Each line below with the string "epoch" should be copied.

** EXERCISE INPUT **
-.-.-

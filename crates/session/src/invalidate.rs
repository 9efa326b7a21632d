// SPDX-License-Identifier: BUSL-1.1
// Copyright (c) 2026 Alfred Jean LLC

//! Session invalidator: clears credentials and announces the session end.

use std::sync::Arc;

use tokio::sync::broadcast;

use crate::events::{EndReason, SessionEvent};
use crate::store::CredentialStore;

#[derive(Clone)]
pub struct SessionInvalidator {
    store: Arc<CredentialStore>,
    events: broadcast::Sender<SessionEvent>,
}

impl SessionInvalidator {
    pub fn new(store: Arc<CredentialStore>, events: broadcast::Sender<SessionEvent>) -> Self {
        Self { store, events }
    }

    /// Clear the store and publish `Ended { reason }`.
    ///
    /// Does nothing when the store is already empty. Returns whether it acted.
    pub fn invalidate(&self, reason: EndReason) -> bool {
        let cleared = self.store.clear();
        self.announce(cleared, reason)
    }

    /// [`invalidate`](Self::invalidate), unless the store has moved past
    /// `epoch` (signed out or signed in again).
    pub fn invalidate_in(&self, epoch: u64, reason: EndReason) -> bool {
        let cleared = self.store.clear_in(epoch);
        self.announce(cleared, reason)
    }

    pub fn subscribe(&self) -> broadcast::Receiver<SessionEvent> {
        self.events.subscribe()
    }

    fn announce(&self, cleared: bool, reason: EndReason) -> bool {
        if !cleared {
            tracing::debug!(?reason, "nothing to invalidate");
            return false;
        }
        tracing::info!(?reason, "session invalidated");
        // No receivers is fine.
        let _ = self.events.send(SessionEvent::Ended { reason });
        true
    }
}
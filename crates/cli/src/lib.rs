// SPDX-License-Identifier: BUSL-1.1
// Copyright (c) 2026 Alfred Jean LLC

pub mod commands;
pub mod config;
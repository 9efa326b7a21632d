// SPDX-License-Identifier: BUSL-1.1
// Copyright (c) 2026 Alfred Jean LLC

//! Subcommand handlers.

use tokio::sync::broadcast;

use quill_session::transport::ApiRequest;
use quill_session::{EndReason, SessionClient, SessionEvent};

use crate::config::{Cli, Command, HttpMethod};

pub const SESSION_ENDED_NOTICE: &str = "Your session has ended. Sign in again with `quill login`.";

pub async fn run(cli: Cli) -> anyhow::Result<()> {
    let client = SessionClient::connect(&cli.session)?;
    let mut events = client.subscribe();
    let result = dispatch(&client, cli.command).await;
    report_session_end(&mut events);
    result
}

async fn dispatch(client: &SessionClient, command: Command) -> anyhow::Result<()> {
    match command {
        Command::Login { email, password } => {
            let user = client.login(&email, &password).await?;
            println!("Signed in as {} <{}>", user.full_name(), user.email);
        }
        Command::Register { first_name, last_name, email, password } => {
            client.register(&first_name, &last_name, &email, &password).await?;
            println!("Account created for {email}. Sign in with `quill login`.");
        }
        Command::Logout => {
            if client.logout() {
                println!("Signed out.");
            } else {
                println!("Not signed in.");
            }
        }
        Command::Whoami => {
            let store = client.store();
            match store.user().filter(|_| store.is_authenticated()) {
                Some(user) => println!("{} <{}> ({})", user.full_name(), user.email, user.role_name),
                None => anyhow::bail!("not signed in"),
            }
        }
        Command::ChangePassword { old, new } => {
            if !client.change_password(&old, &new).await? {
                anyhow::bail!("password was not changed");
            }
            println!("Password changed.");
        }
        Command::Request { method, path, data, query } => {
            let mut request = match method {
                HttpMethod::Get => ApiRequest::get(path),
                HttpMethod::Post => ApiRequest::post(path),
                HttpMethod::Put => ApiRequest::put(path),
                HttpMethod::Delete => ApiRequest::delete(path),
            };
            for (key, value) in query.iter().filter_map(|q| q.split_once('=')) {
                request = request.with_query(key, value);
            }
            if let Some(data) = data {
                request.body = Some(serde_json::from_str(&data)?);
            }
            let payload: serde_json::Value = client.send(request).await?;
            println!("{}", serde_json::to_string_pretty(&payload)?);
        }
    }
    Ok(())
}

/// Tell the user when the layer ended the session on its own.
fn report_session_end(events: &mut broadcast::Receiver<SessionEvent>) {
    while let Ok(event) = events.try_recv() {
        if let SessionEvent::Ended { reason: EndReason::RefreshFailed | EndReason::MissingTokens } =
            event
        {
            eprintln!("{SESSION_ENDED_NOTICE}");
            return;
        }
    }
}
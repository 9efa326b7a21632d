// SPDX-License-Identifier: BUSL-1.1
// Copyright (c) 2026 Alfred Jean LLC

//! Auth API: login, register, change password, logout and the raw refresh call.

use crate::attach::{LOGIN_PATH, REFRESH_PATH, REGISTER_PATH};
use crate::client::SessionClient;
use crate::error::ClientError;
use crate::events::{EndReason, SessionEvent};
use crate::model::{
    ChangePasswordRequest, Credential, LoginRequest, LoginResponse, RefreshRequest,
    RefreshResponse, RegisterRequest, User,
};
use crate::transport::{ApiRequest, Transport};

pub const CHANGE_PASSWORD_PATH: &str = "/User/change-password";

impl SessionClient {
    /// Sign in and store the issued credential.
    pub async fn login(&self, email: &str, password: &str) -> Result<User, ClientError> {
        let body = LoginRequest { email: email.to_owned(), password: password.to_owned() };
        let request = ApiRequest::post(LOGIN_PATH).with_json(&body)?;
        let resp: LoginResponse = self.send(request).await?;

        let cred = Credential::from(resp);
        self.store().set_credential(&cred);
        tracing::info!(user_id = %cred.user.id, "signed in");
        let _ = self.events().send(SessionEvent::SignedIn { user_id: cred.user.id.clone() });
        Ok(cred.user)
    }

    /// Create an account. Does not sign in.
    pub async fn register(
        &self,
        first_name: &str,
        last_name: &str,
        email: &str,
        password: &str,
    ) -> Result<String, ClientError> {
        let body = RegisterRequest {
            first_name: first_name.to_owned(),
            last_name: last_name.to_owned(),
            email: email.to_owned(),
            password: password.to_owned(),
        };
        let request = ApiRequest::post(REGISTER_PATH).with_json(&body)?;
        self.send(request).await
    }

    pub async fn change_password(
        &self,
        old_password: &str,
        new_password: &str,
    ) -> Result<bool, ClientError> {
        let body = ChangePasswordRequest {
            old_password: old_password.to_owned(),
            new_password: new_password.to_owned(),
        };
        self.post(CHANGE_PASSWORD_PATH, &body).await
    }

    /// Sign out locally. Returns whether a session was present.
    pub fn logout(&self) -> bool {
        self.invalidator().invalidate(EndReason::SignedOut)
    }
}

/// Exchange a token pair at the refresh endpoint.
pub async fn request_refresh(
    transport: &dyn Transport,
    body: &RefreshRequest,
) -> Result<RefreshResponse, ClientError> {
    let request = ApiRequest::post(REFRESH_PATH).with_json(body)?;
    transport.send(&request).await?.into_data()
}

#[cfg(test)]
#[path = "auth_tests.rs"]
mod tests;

-.-.-

** TASK RESPONSE **
    /// `epoch` (signed out or signed in again).
    pub fn invalidate_in(&self, epoch: u64, reason: EndReason) -> bool {
        let cleared = self.store.clear_in(epoch);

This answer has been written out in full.